Professor Vladimir Chupin, who heads the Laboratory of the Chemistry and Physics of Lipids at MIPT's Research Center for Molecular Mechanisms of Aging and Age-Related Diseases, says, "Our laboratories working with membrane proteins, in particular with nanodiscs, are mostly focused on biophysical and medical issues. However, the recent joint study with our U.S. colleagues shows that by bringing together biological and technical materials, nanodiscs can be used to obtain hydrogen fuel."
Hydrogen - Energy - Sources - Product - Water
Hydrogen is one of the cleanest alternative energy sources. When it burns, the only product formed is water vapor. Furthermore, at 45 percent or more, the efficiency of hydrogen fuel is much greater compared with less than 35 percent for gasoline or diesel fuel. Although major automobile manufacturers, such as Toyota, Honda, and BMW, are already producing hydrogen-powered cars, their numbers are modest. Hydrogen is still costly to obtain, largely due to the high power consumption involved. For this reason, researchers are seeking ways of generating this fuel by tapping into other energy sources.

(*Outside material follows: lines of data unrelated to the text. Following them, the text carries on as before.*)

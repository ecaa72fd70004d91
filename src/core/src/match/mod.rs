pub mod engine;
pub mod events;
pub mod result;
pub mod selection;
pub mod statistics;
pub mod strength;

pub use engine::*;
pub use events::*;
pub use result::*;
pub use selection::*;
pub use statistics::*;
pub use strength::*;
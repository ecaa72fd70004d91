use crate::r#match::events::MatchEvent;
use crate::r#match::statistics::MatchStatistics;
use chrono::NaiveDate;
use serde::Serialize;

/// A scheduled, not-yet-simulated pairing. Consumed by the engine, which
/// makes accidental re-simulation of the same fixture impossible.
#[derive(Debug, Clone, PartialEq, Serialize)]
pub struct Fixture {
    pub id: String,
    pub home_team_id: u32,
    pub away_team_id: u32,
    pub competition: String,
}

impl Fixture {
    pub fn new(id: String, home_team_id: u32, away_team_id: u32, competition: String) -> Self {
        Fixture {
            id,
            home_team_id,
            away_team_id,
            competition,
        }
    }

    pub fn involves(&self, team_id: u32) -> bool {
        self.home_team_id == team_id || self.away_team_id == team_id
    }
}

/// A fully resolved match. Read-only once produced.
#[derive(Debug, Clone, PartialEq, Serialize)]
pub struct Match {
    pub id: String,
    pub home_team_id: u32,
    pub away_team_id: u32,
    pub home_team_name: String,
    pub away_team_name: String,
    pub home_score: u8,
    pub away_score: u8,
    pub date: NaiveDate,
    pub competition: String,
    pub played: bool,
    pub events: Vec<MatchEvent>,
    pub statistics: MatchStatistics,
}

impl Match {
    pub fn involves(&self, team_id: u32) -> bool {
        self.home_team_id == team_id || self.away_team_id == team_id
    }

    pub fn is_draw(&self) -> bool {
        self.home_score == self.away_score
    }

    pub fn winner_id(&self) -> Option<u32> {
        if self.home_score > self.away_score {
            Some(self.home_team_id)
        } else if self.away_score > self.home_score {
            Some(self.away_team_id)
        } else {
            None
        }
    }
}
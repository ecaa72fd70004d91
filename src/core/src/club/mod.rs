pub mod player;
pub mod team;

// Player exports (except conflicting modules)
pub use player::{
    FORM_MAX_VALUE, FORM_MIN_VALUE, MARKET_VALUE_PER_OVERALL_POINT, MORALE_MAX_VALUE,
    MORALE_MIN_VALUE, Player, PlayerBuilder, PlayerCollection, PlayerDevelopment,
    PlayerDevelopmentResult, PlayerFieldPositionGroup, PlayerPositionType, PlayerSkills,
    PlayerStatistics, SKILL_MAX_VALUE, SKILL_MIN_VALUE, SKILL_TYPES, SkillType,
};

// Team exports (except conflicting modules)
pub use team::{
    CHEMISTRY_BASE, CHEMISTRY_MAX_VALUE, CHEMISTRY_MIN_VALUE, Formation, PassingStyle,
    PressingIntensity, Tactics, Team, TeamBuilder, TeamDevelopment, TeamDevelopmentResult,
    TeamMentality, TeamTraining,
};
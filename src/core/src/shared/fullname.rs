use serde::Serialize;
use std::fmt::{Display, Formatter, Result};

#[derive(Debug, Clone, PartialEq, Eq, Serialize)]
pub struct FullName {
    pub first_name: String,
    pub last_name: String,
}

impl FullName {
    pub fn with_full(first_name: String, last_name: String) -> Self {
        FullName {
            first_name,
            last_name,
        }
    }

    pub fn short(&self) -> String {
        match self.first_name.chars().next() {
            Some(initial) => format!("{}. {}", initial, self.last_name),
            None => self.last_name.clone(),
        }
    }
}

impl Display for FullName {
    fn fmt(&self, f: &mut Formatter<'_>) -> Result {
        write!(f, "{} {}", self.first_name, self.last_name)
    }
}
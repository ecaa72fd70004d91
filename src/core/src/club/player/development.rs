use crate::club::player::player::Player;
use crate::club::player::position::PlayerPositionType;
use crate::club::player::skills::SkillType;

/// Growth rate per development cycle for players under 23.
pub const GROWTH_RATE_YOUNG: f32 = 0.5;
/// Growth rate per cycle at peak age (23-27).
pub const GROWTH_RATE_PEAK: f32 = 0.2;
/// Decline rate per cycle for players over 30.
pub const DECLINE_RATE_VETERAN: f32 = 0.3;

/// Pace falls away faster than the other physical skills.
pub const PACE_DECLINE_MULTIPLIER: f32 = 1.5;

pub const PACE_DECLINE_FLOOR: f32 = 40.0;
pub const PHYSICAL_DECLINE_FLOOR: f32 = 50.0;
pub const STAMINA_CAPACITY_FLOOR: u8 = 60;

/// Growth stops once a player is already near the ceiling.
const GROWTH_OVERALL_CEILING: u8 = 95;
const GROWTH_SKILL_CEILING: f32 = 95.0;
/// Decline only sets in for players still above journeyman level.
const DECLINE_OVERALL_FLOOR: u8 = 60;

const HOT_FORM_THRESHOLD: f32 = 7.0;
const COLD_FORM_THRESHOLD: f32 = 4.0;
const FORM_MORALE_SHIFT: i16 = 2;
const PRODUCTIVITY_FORM_BONUS: f32 = 0.5;

pub const STAMINA_RECOVERY_PER_CYCLE: i16 = 20;

/// Fixed morale drop when a player returns from injury.
pub const INJURY_COMEBACK_MORALE_PENALTY: i16 = 10;
pub const MORALE_SHIFT_FLOOR: u8 = 20;

#[derive(Debug, Default)]
pub struct PlayerDevelopmentResult {
    pub player_id: u32,
    pub recovered_from_injury: bool,
}

pub struct PlayerDevelopment;

impl PlayerDevelopment {
    /// One development cycle for a single player: age curve, form-driven
    /// morale, stamina recovery and injury progression.
    pub fn develop(player: &mut Player) -> PlayerDevelopmentResult {
        let mut result = PlayerDevelopmentResult {
            player_id: player.id,
            ..PlayerDevelopmentResult::default()
        };

        Self::apply_age_curve(player);
        Self::apply_form_effects(player);
        Self::recover_stamina(player);
        Self::progress_injury(player, &mut result);

        result
    }

    fn apply_age_curve(player: &mut Player) {
        match player.age {
            age if age < 23 => Self::improve(player, GROWTH_RATE_YOUNG),
            age if age > 30 => Self::decline(player, DECLINE_RATE_VETERAN),
            age if age <= 27 => Self::improve(player, GROWTH_RATE_PEAK),
            _ => {}
        }
    }

    fn improve(player: &mut Player, amount: f32) {
        if player.overall() >= GROWTH_OVERALL_CEILING {
            return;
        }

        for skill in Self::relevant_skills(player.position) {
            if player.skills.get(*skill) < GROWTH_SKILL_CEILING {
                player.skills.add(*skill, amount);
            }
        }
    }

    fn decline(player: &mut Player, amount: f32) {
        if player.overall() <= DECLINE_OVERALL_FLOOR {
            return;
        }

        let declined_pace =
            (player.skills.pace - amount * PACE_DECLINE_MULTIPLIER).max(PACE_DECLINE_FLOOR);
        player.skills.add(SkillType::Pace, declined_pace - player.skills.pace);

        let declined_physical = (player.skills.physical - amount).max(PHYSICAL_DECLINE_FLOOR);
        player
            .skills
            .add(SkillType::Physical, declined_physical - player.skills.physical);

        let declined_capacity = (player.max_stamina as f32 - amount).floor() as u8;
        player.max_stamina = declined_capacity.max(STAMINA_CAPACITY_FLOOR);
        if player.stamina > player.max_stamina {
            player.stamina = player.max_stamina;
        }
    }

    /// The 1-3 skills a position trains naturally.
    pub fn relevant_skills(position: PlayerPositionType) -> &'static [SkillType] {
        match position {
            PlayerPositionType::Goalkeeper => &[SkillType::Defending, SkillType::Physical],
            PlayerPositionType::CenterBack => &[SkillType::Defending, SkillType::Physical],
            PlayerPositionType::LeftBack | PlayerPositionType::RightBack => {
                &[SkillType::Defending, SkillType::Pace]
            }
            PlayerPositionType::DefensiveMidfielder => {
                &[SkillType::Defending, SkillType::Passing]
            }
            PlayerPositionType::CenterMidfielder => &[SkillType::Passing, SkillType::Physical],
            PlayerPositionType::AttackingMidfielder => {
                &[SkillType::Passing, SkillType::Dribbling]
            }
            PlayerPositionType::LeftMidfielder | PlayerPositionType::RightMidfielder => {
                &[SkillType::Pace, SkillType::Dribbling]
            }
            PlayerPositionType::LeftWinger | PlayerPositionType::RightWinger => {
                &[SkillType::Pace, SkillType::Dribbling, SkillType::Shooting]
            }
            PlayerPositionType::Striker => &[SkillType::Shooting, SkillType::Physical],
        }
    }

    fn apply_form_effects(player: &mut Player) {
        if player.form > HOT_FORM_THRESHOLD {
            player.change_morale(FORM_MORALE_SHIFT, MORALE_SHIFT_FLOOR);
        } else if player.form < COLD_FORM_THRESHOLD {
            player.change_morale(-FORM_MORALE_SHIFT, MORALE_SHIFT_FLOOR);
        }

        // Productive players trend upward regardless of current form
        if player.statistics.goals > 0 || player.statistics.assists > 0 {
            player.change_form(PRODUCTIVITY_FORM_BONUS);
        }
    }

    fn recover_stamina(player: &mut Player) {
        if !player.is_injured {
            player.change_stamina(STAMINA_RECOVERY_PER_CYCLE, 0);
        }
    }

    fn progress_injury(player: &mut Player, result: &mut PlayerDevelopmentResult) {
        if !player.is_injured || player.injury_days_remaining == 0 {
            return;
        }

        player.injury_days_remaining -= 1;

        if player.injury_days_remaining == 0 {
            player.is_injured = false;
            player.change_morale(-INJURY_COMEBACK_MORALE_PENALTY, MORALE_SHIFT_FLOOR);
            result.recovered_from_injury = true;
        }
    }
}
use serde::Serialize;

#[derive(Debug, Clone, Copy, Default, PartialEq, Eq, Serialize)]
pub struct TeamMatchStatistics {
    /// Percentage; home and away always sum to 100.
    pub possession: u8,
    pub shots: u16,
    pub shots_on_target: u16,
    pub corners: u8,
    pub fouls: u8,
    /// Percentage, capped at 95.
    pub pass_accuracy: u8,
}

#[derive(Debug, Clone, Copy, Default, PartialEq, Eq, Serialize)]
pub struct MatchStatistics {
    pub home: TeamMatchStatistics,
    pub away: TeamMatchStatistics,
}
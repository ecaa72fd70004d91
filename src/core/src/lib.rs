pub mod club;
pub mod error;
pub mod league;
pub mod r#match;
pub mod shared;
pub mod simulator;
pub mod utils;

pub use error::SimulationError;
pub use shared::FullName;
pub use utils::{Logging, TimeEstimation};

// Club exports
pub use club::{
    Formation, PassingStyle, Player, PlayerBuilder, PlayerCollection, PlayerDevelopment,
    PlayerDevelopmentResult, PlayerFieldPositionGroup, PlayerPositionType, PlayerSkills,
    PlayerStatistics, PressingIntensity, SkillType, Tactics, Team, TeamBuilder,
    TeamDevelopment, TeamDevelopmentResult, TeamMentality, TeamTraining,
};

// Match exports
pub use r#match::{
    Fixture, HOME_ADVANTAGE, Match, MatchEngine, MatchEvent, MatchEventType, MatchStatistics,
    PlayerSelector, TeamMatchStatistics, possession_split, select_weighted, team_strength,
};

// League exports
pub use league::{LeagueTable, LeagueTableRow};

// Simulator exports
pub use simulator::{GameSession, ScorerEntry, Season};
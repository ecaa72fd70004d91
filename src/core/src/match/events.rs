use serde::Serialize;

/// Closed set of in-match event kinds.
#[derive(Debug, Clone, Copy, PartialEq, Eq, Serialize)]
pub enum MatchEventType {
    Goal,
    YellowCard,
    RedCard,
    Substitution,
    Injury,
    Assist,
    Save,
    Offside,
}

#[derive(Debug, Clone, PartialEq, Serialize)]
pub struct MatchEvent {
    /// 1-90.
    pub minute: u8,
    pub event_type: MatchEventType,
    pub player_id: u32,
    pub team_id: u32,
    pub description: String,
    /// Assist linkage and substitution pairs.
    pub related_player_id: Option<u32>,
}

impl MatchEvent {
    pub fn new(
        minute: u8,
        event_type: MatchEventType,
        player_id: u32,
        team_id: u32,
        description: String,
    ) -> Self {
        MatchEvent {
            minute,
            event_type,
            player_id,
            team_id,
            description,
            related_player_id: None,
        }
    }

    pub fn with_related_player(
        minute: u8,
        event_type: MatchEventType,
        player_id: u32,
        team_id: u32,
        description: String,
        related_player_id: u32,
    ) -> Self {
        MatchEvent {
            minute,
            event_type,
            player_id,
            team_id,
            description,
            related_player_id: Some(related_player_id),
        }
    }
}
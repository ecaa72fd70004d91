use crate::club::player::player::{Player, PlayerCollection};
use crate::club::team::tactics::{Formation, Tactics};
use crate::club::team::team::Team;

// Builder for Team
#[derive(Default)]
pub struct TeamBuilder {
    id: Option<u32>,
    name: Option<String>,
    players: Option<Vec<Player>>,
    formation: Option<Formation>,
    tactics: Option<Tactics>,
    budget: Option<u32>,
    reputation: Option<u16>,
    chemistry: Option<u8>,
}

impl TeamBuilder {
    pub fn new() -> Self {
        Self::default()
    }

    pub fn id(mut self, id: u32) -> Self {
        self.id = Some(id);
        self
    }

    pub fn name(mut self, name: String) -> Self {
        self.name = Some(name);
        self
    }

    pub fn players(mut self, players: Vec<Player>) -> Self {
        self.players = Some(players);
        self
    }

    pub fn formation(mut self, formation: Formation) -> Self {
        self.formation = Some(formation);
        self
    }

    pub fn tactics(mut self, tactics: Tactics) -> Self {
        self.tactics = Some(tactics);
        self
    }

    pub fn budget(mut self, budget: u32) -> Self {
        self.budget = Some(budget);
        self
    }

    pub fn reputation(mut self, reputation: u16) -> Self {
        self.reputation = Some(reputation);
        self
    }

    pub fn chemistry(mut self, chemistry: u8) -> Self {
        self.chemistry = Some(chemistry);
        self
    }

    pub fn build(self) -> Team {
        Team {
            id: self.id.expect("team id is required"),
            name: self.name.expect("team name is required"),
            players: PlayerCollection::new(self.players.unwrap_or_default()),
            formation: self.formation.unwrap_or(Formation::F442),
            tactics: self.tactics.unwrap_or_default(),
            budget: self.budget.unwrap_or(0),
            reputation: self.reputation.unwrap_or(1000),
            chemistry: self.chemistry.unwrap_or(70),
        }
    }
}
use crate::error::SimulationError;
use crate::r#match::result::Match;
use serde::Serialize;

const WIN_POINTS: u8 = 3;
const DRAW_POINTS: u8 = 1;

#[derive(Debug, Clone, PartialEq, Eq, Serialize)]
pub struct LeagueTableRow {
    pub team_id: u32,
    pub team_name: String,
    pub played: u8,
    pub won: u8,
    pub drawn: u8,
    pub lost: u8,
    pub goals_for: u16,
    pub goals_against: u16,
    pub points: u8,
}

impl LeagueTableRow {
    pub fn new(team_id: u32, team_name: String) -> Self {
        LeagueTableRow {
            team_id,
            team_name,
            played: 0,
            won: 0,
            drawn: 0,
            lost: 0,
            goals_for: 0,
            goals_against: 0,
            points: 0,
        }
    }

    pub fn goal_difference(&self) -> i32 {
        self.goals_for as i32 - self.goals_against as i32
    }

    fn record_result(&mut self, scored: u8, conceded: u8) {
        self.played += 1;
        self.goals_for += scored as u16;
        self.goals_against += conceded as u16;

        if scored > conceded {
            self.won += 1;
            self.points += WIN_POINTS;
        } else if scored == conceded {
            self.drawn += 1;
            self.points += DRAW_POINTS;
        } else {
            self.lost += 1;
        }
    }
}

/// League standings, kept sorted after every update: points first,
/// goal difference as the tie-breaker.
#[derive(Debug, Clone, PartialEq, Eq, Serialize)]
pub struct LeagueTable {
    pub rows: Vec<LeagueTableRow>,
}

impl LeagueTable {
    pub fn with_teams(teams: impl IntoIterator<Item = (u32, String)>) -> Self {
        LeagueTable {
            rows: teams
                .into_iter()
                .map(|(id, name)| LeagueTableRow::new(id, name))
                .collect(),
        }
    }

    pub fn update_from_match(&mut self, result: &Match) -> Result<(), SimulationError> {
        // Validate both sides before touching either row
        for team_id in [result.home_team_id, result.away_team_id] {
            if self.row(team_id).is_none() {
                return Err(SimulationError::TeamNotFound { team_id });
            }
        }

        self.row_mut(result.home_team_id)?
            .record_result(result.home_score, result.away_score);
        self.row_mut(result.away_team_id)?
            .record_result(result.away_score, result.home_score);

        self.sort();

        Ok(())
    }

    pub fn position_of(&self, team_id: u32) -> Option<usize> {
        self.rows.iter().position(|row| row.team_id == team_id)
    }

    pub fn row(&self, team_id: u32) -> Option<&LeagueTableRow> {
        self.rows.iter().find(|row| row.team_id == team_id)
    }

    fn row_mut(&mut self, team_id: u32) -> Result<&mut LeagueTableRow, SimulationError> {
        self.rows
            .iter_mut()
            .find(|row| row.team_id == team_id)
            .ok_or(SimulationError::TeamNotFound { team_id })
    }

    fn sort(&mut self) {
        self.rows.sort_by(|a, b| {
            b.points
                .cmp(&a.points)
                .then_with(|| b.goal_difference().cmp(&a.goal_difference()))
        });
    }
}

#[cfg(test)]
mod tests {
    use super::*;
    use crate::r#match::statistics::MatchStatistics;
    use chrono::NaiveDate;

    fn table_for(ids: &[u32]) -> LeagueTable {
        LeagueTable::with_teams(ids.iter().map(|id| (*id, format!("Team {}", id))))
    }

    fn result(home: u32, away: u32, home_score: u8, away_score: u8) -> Match {
        Match {
            id: format!("{}-{}", home, away),
            home_team_id: home,
            away_team_id: away,
            home_team_name: format!("Team {}", home),
            away_team_name: format!("Team {}", away),
            home_score,
            away_score,
            date: NaiveDate::from_ymd_opt(2025, 9, 6).unwrap(),
            competition: String::from("League"),
            played: true,
            events: Vec::new(),
            statistics: MatchStatistics::default(),
        }
    }

    #[test]
    fn points_track_wins_and_draws() {
        let mut table = table_for(&[1, 2, 3]);

        table.update_from_match(&result(1, 2, 2, 0)).unwrap();
        table.update_from_match(&result(1, 3, 1, 1)).unwrap();
        table.update_from_match(&result(2, 3, 0, 3)).unwrap();

        for row in &table.rows {
            assert_eq!(row.points, 3 * row.won + row.drawn);
            assert_eq!(row.played, row.won + row.drawn + row.lost);
        }

        let leader = table.row(3).unwrap();
        assert_eq!(leader.points, 4);
        assert_eq!(leader.goals_for, 4);
        assert_eq!(leader.goals_against, 1);
    }

    #[test]
    fn goal_difference_breaks_point_ties() {
        let mut table = table_for(&[1, 2, 3]);

        // Both 1 and 2 win once, but 1 wins bigger
        table.update_from_match(&result(1, 3, 4, 0)).unwrap();
        table.update_from_match(&result(2, 3, 1, 0)).unwrap();

        assert_eq!(table.position_of(1), Some(0));
        assert_eq!(table.position_of(2), Some(1));
        assert_eq!(table.position_of(3), Some(2));
    }

    #[test]
    fn unknown_team_is_an_error() {
        let mut table = table_for(&[1, 2]);

        let outcome = table.update_from_match(&result(1, 99, 1, 0));

        assert_eq!(
            outcome,
            Err(SimulationError::TeamNotFound { team_id: 99 })
        );

        // A rejected result leaves the table untouched
        assert_eq!(table.row(1).unwrap().played, 0);
    }
}
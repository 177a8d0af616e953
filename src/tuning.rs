//! Data-driven tunables
//!
//! Every number the interaction depends on lives here so it can be overridden
//! from JSON without touching the simulation. Missing fields fall back to the
//! defaults in `crate::consts`.

use rand::Rng;
use serde::{Deserialize, Serialize};
use thiserror::Error;

use crate::consts::*;
use crate::messages::{DESPERATE_MESSAGES, ESCAPE_MESSAGES, to_owned_pool};
use crate::sim::EscapePattern;

/// Errors from loading or validating a tuning document
#[derive(Debug, Error)]
pub enum TuningError {
    #[error("failed to parse tuning JSON: {0}")]
    Parse(#[from] serde_json::Error),
    #[error("invalid tuning value for `{field}`: {reason}")]
    Invalid { field: &'static str, reason: String },
}

impl TuningError {
    fn invalid(field: &'static str, reason: impl Into<String>) -> Self {
        TuningError::Invalid {
            field,
            reason: reason.into(),
        }
    }
}

/// Inclusive-exclusive range of magnitudes, sampled uniformly
#[derive(Debug, Clone, Copy, PartialEq, Serialize, Deserialize)]
pub struct Span {
    pub min: f32,
    pub max: f32,
}

impl Span {
    pub const fn new(min: f32, max: f32) -> Self {
        Self { min, max }
    }

    /// Uniform sample; a collapsed span always yields `min`
    pub fn sample<R: Rng + ?Sized>(&self, rng: &mut R) -> f32 {
        if self.max > self.min {
            rng.random_range(self.min..self.max)
        } else {
            self.min
        }
    }

    fn validate(&self, field: &'static str, limit: f32) -> Result<(), TuningError> {
        if !self.min.is_finite() || !self.max.is_finite() {
            return Err(TuningError::invalid(field, "bounds must be finite"));
        }
        if !(self.min >= 0.0) || !(self.max >= self.min) || self.max > limit {
            return Err(TuningError::invalid(
                field,
                format!(
                    "expected 0 <= min <= max <= {}, got [{}, {}]",
                    limit, self.min, self.max
                ),
            ));
        }
        Ok(())
    }
}

/// Relative weights for picking an escape pattern
#[derive(Debug, Clone, Copy, PartialEq, Eq, Serialize, Deserialize)]
#[serde(default)]
pub struct PatternMix {
    pub retreat: u32,
    pub teleport: u32,
    pub circular: u32,
    pub zigzag: u32,
}

impl Default for PatternMix {
    fn default() -> Self {
        // Mostly a straight retreat, with the odd surprise
        Self {
            retreat: 6,
            teleport: 1,
            circular: 2,
            zigzag: 2,
        }
    }
}

impl PatternMix {
    /// Only the plain retreat (the calmest configuration)
    pub fn retreat_only() -> Self {
        Self {
            retreat: 1,
            teleport: 0,
            circular: 0,
            zigzag: 0,
        }
    }

    pub fn weight(&self, pattern: EscapePattern) -> u32 {
        match pattern {
            EscapePattern::DirectRetreat => self.retreat,
            EscapePattern::Teleport => self.teleport,
            EscapePattern::Circular => self.circular,
            EscapePattern::Zigzag => self.zigzag,
        }
    }

    pub fn total(&self) -> u32 {
        EscapePattern::ALL.iter().map(|p| self.weight(*p)).sum()
    }
}

/// All interaction tunables
#[derive(Debug, Clone, PartialEq, Serialize, Deserialize)]
#[serde(default)]
pub struct Tuning {
    // === Evasion ===
    /// Proximity radius at scale 1.0 (px)
    pub escape_radius: f32,
    /// Keep-out margin from viewport edges (px)
    pub padding: f32,
    /// Weights for the escape pattern roll
    pub patterns: PatternMix,
    pub retreat_distance: Span,
    pub circle_radius: Span,
    pub zigzag_horizontal: Span,
    pub zigzag_vertical: Span,
    /// Rotation per escape (degrees)
    pub rotation_step: Span,
    /// Probability of the broken-heart flash per escape
    pub distress_chance: f64,
    /// Whether clicking the No button counts as a capture (shrinks No, grows Yes)
    pub count_captures: bool,

    // === Timers (ms) ===
    pub return_delay_ms: f64,
    pub message_visible_ms: f64,
    pub distress_visible_ms: f64,

    // === Scale coupling ===
    pub initial_scale: f32,
    pub min_scale: f32,
    pub max_scale: f32,
    pub scale_step: f32,

    // === Messages ===
    /// Escape count past which desperate quips are used
    pub desperate_threshold: u32,
    pub escape_messages: Vec<String>,
    pub desperate_messages: Vec<String>,

    // === Reveal ===
    /// Primary reveal deadlines, all measured from the Yes click
    pub reveal_delays_ms: [f64; 3],
    /// Letter deadlines, measured from opening the envelope
    pub letter_delays_ms: [f64; 2],
}

impl Default for Tuning {
    fn default() -> Self {
        Self {
            escape_radius: ESCAPE_RADIUS,
            padding: VIEWPORT_PADDING,
            patterns: PatternMix::default(),
            retreat_distance: Span::new(RETREAT_MIN, RETREAT_MAX),
            circle_radius: Span::new(CIRCLE_RADIUS_MIN, CIRCLE_RADIUS_MAX),
            zigzag_horizontal: Span::new(ZIGZAG_HORIZONTAL_MIN, ZIGZAG_HORIZONTAL_MAX),
            zigzag_vertical: Span::new(0.0, ZIGZAG_VERTICAL_MAX),
            rotation_step: Span::new(ROTATION_STEP_MIN, ROTATION_STEP_MAX),
            distress_chance: DISTRESS_CHANCE,
            count_captures: true,

            return_delay_ms: RETURN_DELAY_MS,
            message_visible_ms: MESSAGE_VISIBLE_MS,
            distress_visible_ms: DISTRESS_VISIBLE_MS,

            initial_scale: 1.0,
            min_scale: MIN_SCALE,
            max_scale: MAX_SCALE,
            scale_step: SCALE_STEP,

            desperate_threshold: DESPERATE_THRESHOLD,
            escape_messages: to_owned_pool(ESCAPE_MESSAGES),
            desperate_messages: to_owned_pool(DESPERATE_MESSAGES),

            reveal_delays_ms: REVEAL_DELAYS_MS,
            letter_delays_ms: LETTER_DELAYS_MS,
        }
    }
}

impl Tuning {
    /// Parse a (possibly partial) JSON document and validate it
    pub fn from_json(json: &str) -> Result<Self, TuningError> {
        let tuning: Tuning = serde_json::from_str(json)?;
        tuning.validate()?;
        Ok(tuning)
    }

    /// Like `from_json`, but falls back to the defaults on any error
    pub fn from_json_or_default(json: &str) -> Self {
        match Self::from_json(json) {
            Ok(tuning) => {
                log::info!("Loaded tuning overrides");
                tuning
            }
            Err(e) => {
                log::warn!("Ignoring tuning overrides: {}", e);
                Self::default()
            }
        }
    }

    /// Check ranges and orderings the simulation relies on
    pub fn validate(&self) -> Result<(), TuningError> {
        for (field, value) in [
            ("escape_radius", self.escape_radius),
            ("padding", self.padding),
            ("initial_scale", self.initial_scale),
            ("min_scale", self.min_scale),
            ("max_scale", self.max_scale),
            ("scale_step", self.scale_step),
        ] {
            if !value.is_finite() {
                return Err(TuningError::invalid(field, "must be finite"));
            }
        }

        if !(self.escape_radius > 0.0) {
            return Err(TuningError::invalid("escape_radius", "must be positive"));
        }
        if !(self.padding >= 0.0) {
            return Err(TuningError::invalid("padding", "must not be negative"));
        }
        if self.patterns.total() == 0 {
            return Err(TuningError::invalid("patterns", "at least one weight must be non-zero"));
        }
        self.retreat_distance.validate("retreat_distance", f32::MAX)?;
        self.circle_radius.validate("circle_radius", f32::MAX)?;
        self.zigzag_horizontal.validate("zigzag_horizontal", f32::MAX)?;
        self.zigzag_vertical.validate("zigzag_vertical", f32::MAX)?;
        self.rotation_step.validate("rotation_step", MAX_ROTATION_STEP)?;
        if !(0.0..=1.0).contains(&self.distress_chance) {
            return Err(TuningError::invalid("distress_chance", "must be within [0, 1]"));
        }

        for (field, ms) in [
            ("return_delay_ms", self.return_delay_ms),
            ("message_visible_ms", self.message_visible_ms),
            ("distress_visible_ms", self.distress_visible_ms),
        ] {
            if !ms.is_finite() || ms < 0.0 {
                return Err(TuningError::invalid(field, "must be finite and not negative"));
            }
        }

        if !(self.min_scale > 0.0) || !(self.max_scale >= self.min_scale) {
            return Err(TuningError::invalid(
                "min_scale",
                format!(
                    "expected 0 < min_scale <= max_scale, got [{}, {}]",
                    self.min_scale, self.max_scale
                ),
            ));
        }
        if !(self.min_scale..=self.max_scale).contains(&self.initial_scale) {
            return Err(TuningError::invalid(
                "initial_scale",
                "must lie within [min_scale, max_scale]",
            ));
        }
        if !(self.scale_step >= 0.0) {
            return Err(TuningError::invalid("scale_step", "must not be negative"));
        }

        if self.escape_messages.is_empty() {
            return Err(TuningError::invalid("escape_messages", "pool is empty"));
        }
        if self.desperate_messages.is_empty() {
            return Err(TuningError::invalid("desperate_messages", "pool is empty"));
        }

        check_schedule("reveal_delays_ms", &self.reveal_delays_ms)?;
        check_schedule("letter_delays_ms", &self.letter_delays_ms)?;

        Ok(())
    }
}

/// Deadlines must be finite, non-negative and non-decreasing
fn check_schedule(field: &'static str, delays: &[f64]) -> Result<(), TuningError> {
    let mut previous = 0.0;
    for &delay in delays {
        if !delay.is_finite() || delay < previous {
            return Err(TuningError::invalid(
                field,
                format!("deadlines must be non-negative and ascending, got {:?}", delays),
            ));
        }
        previous = delay;
    }
    Ok(())
}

Hydrogen can be produced from water using solar power. The process requires special compounds called photocatalysts. Titanium dioxide is one of the most widely used. It is hardly the most effective photocatalyst, though, so researchers go to great lengths to boost its performance by grinding it to nanosize or adding impurities. To that end, the scientists at Argonne National Laboratory in Illinois, U.S., have turned to biology, assembling a nanostructure made of titanium dioxide and a membrane protein called...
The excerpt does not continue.